TASK PROMPT:
I need the lines below from the one with "use std::path::Path;" down to the one with "let values = read_sorted_values(input)?;" reproduced exactly, both ends included, and nothing else.

★ ★ ★ ★

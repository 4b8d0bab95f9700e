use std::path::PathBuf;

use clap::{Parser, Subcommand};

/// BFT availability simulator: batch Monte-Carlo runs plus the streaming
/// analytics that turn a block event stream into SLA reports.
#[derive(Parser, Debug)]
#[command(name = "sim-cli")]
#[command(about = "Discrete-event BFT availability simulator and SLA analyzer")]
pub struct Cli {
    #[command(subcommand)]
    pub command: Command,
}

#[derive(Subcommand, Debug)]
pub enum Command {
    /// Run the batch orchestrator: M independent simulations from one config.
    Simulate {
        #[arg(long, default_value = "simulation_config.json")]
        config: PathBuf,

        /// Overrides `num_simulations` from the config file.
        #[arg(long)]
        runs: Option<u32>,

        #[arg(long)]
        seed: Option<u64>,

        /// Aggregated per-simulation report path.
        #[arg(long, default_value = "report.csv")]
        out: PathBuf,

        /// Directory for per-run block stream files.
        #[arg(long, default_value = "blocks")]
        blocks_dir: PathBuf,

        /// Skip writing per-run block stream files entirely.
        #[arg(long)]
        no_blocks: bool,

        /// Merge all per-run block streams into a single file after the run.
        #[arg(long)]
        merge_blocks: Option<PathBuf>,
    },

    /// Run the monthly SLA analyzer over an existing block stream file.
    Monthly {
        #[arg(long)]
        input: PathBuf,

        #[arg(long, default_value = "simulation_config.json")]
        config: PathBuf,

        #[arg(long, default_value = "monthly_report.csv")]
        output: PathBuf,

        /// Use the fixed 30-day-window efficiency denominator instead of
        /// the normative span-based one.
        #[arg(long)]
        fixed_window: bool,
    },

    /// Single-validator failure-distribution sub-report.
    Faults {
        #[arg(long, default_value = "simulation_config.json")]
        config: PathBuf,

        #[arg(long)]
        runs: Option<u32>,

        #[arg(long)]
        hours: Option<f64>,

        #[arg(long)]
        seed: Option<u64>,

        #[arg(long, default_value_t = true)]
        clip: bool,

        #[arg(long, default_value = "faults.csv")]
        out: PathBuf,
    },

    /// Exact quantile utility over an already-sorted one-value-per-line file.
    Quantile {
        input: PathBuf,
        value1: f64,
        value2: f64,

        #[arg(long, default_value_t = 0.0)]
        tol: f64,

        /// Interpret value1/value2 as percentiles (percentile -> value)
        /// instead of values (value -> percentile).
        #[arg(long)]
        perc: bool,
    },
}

★ ★ ★ ★

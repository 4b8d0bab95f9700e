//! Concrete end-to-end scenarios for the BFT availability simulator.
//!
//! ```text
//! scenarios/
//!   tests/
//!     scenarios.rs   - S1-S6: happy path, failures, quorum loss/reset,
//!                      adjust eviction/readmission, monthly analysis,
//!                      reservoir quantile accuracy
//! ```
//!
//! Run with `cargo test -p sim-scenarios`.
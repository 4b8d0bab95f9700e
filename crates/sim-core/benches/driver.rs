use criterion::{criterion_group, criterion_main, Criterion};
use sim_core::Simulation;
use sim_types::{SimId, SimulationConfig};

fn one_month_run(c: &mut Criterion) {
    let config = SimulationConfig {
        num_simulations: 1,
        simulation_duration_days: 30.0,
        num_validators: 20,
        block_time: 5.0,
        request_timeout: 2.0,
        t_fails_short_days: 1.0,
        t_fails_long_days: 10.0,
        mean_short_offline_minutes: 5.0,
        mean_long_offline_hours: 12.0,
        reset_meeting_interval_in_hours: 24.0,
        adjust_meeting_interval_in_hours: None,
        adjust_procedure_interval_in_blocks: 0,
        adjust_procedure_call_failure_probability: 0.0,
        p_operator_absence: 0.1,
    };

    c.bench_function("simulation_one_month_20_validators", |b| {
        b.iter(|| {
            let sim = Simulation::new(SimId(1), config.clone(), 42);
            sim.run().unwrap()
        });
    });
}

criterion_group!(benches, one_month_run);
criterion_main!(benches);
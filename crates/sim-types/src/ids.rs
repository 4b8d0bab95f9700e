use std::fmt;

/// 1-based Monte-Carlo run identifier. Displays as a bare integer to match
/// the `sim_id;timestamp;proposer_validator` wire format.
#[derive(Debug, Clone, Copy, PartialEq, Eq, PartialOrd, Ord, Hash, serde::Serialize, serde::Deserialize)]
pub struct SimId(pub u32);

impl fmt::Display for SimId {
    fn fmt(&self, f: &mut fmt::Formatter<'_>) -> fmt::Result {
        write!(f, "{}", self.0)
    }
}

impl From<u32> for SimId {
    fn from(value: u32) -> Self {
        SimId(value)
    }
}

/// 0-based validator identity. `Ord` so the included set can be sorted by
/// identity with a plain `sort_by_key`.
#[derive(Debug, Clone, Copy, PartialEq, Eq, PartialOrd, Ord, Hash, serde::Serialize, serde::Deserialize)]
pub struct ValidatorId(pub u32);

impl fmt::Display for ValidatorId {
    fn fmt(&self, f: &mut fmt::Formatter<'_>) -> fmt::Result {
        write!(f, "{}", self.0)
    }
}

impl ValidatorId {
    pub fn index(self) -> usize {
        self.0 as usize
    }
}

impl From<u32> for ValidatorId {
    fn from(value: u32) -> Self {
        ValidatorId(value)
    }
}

★ ★ ★ ★

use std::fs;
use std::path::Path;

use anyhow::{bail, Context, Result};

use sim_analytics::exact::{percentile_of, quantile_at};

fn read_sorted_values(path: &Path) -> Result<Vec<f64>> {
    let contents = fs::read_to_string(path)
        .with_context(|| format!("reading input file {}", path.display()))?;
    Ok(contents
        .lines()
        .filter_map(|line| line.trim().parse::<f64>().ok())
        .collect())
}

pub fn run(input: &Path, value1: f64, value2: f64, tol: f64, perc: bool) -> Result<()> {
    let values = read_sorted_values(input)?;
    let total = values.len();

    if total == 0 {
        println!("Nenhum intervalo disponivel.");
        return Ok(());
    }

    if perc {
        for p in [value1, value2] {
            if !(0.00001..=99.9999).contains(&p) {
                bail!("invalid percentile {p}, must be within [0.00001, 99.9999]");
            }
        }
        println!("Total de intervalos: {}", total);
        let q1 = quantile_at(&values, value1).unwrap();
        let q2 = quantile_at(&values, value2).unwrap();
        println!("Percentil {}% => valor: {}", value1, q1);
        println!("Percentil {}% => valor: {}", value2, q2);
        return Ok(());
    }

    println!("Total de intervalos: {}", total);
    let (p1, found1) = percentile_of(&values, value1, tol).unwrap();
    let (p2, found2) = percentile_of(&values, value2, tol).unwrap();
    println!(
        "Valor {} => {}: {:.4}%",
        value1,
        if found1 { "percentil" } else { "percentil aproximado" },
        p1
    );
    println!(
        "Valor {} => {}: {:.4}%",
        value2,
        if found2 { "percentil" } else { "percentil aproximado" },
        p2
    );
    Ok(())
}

★ ★ ★ ★

ANSWER TO THE PROBLEM:
use std::path::Path;

use anyhow::{bail, Context, Result};

use sim_analytics::exact::{percentile_of, quantile_at};

fn read_sorted_values(path: &Path) -> Result<Vec<f64>> {
    let contents = fs::read_to_string(path)
        .with_context(|| format!("reading input file {}", path.display()))?;
    Ok(contents
        .lines()
        .filter_map(|line| line.trim().parse::<f64>().ok())
        .collect())
}

pub fn run(input: &Path, value1: f64, value2: f64, tol: f64, perc: bool) -> Result<()> {
    let values = read_sorted_values(input)?;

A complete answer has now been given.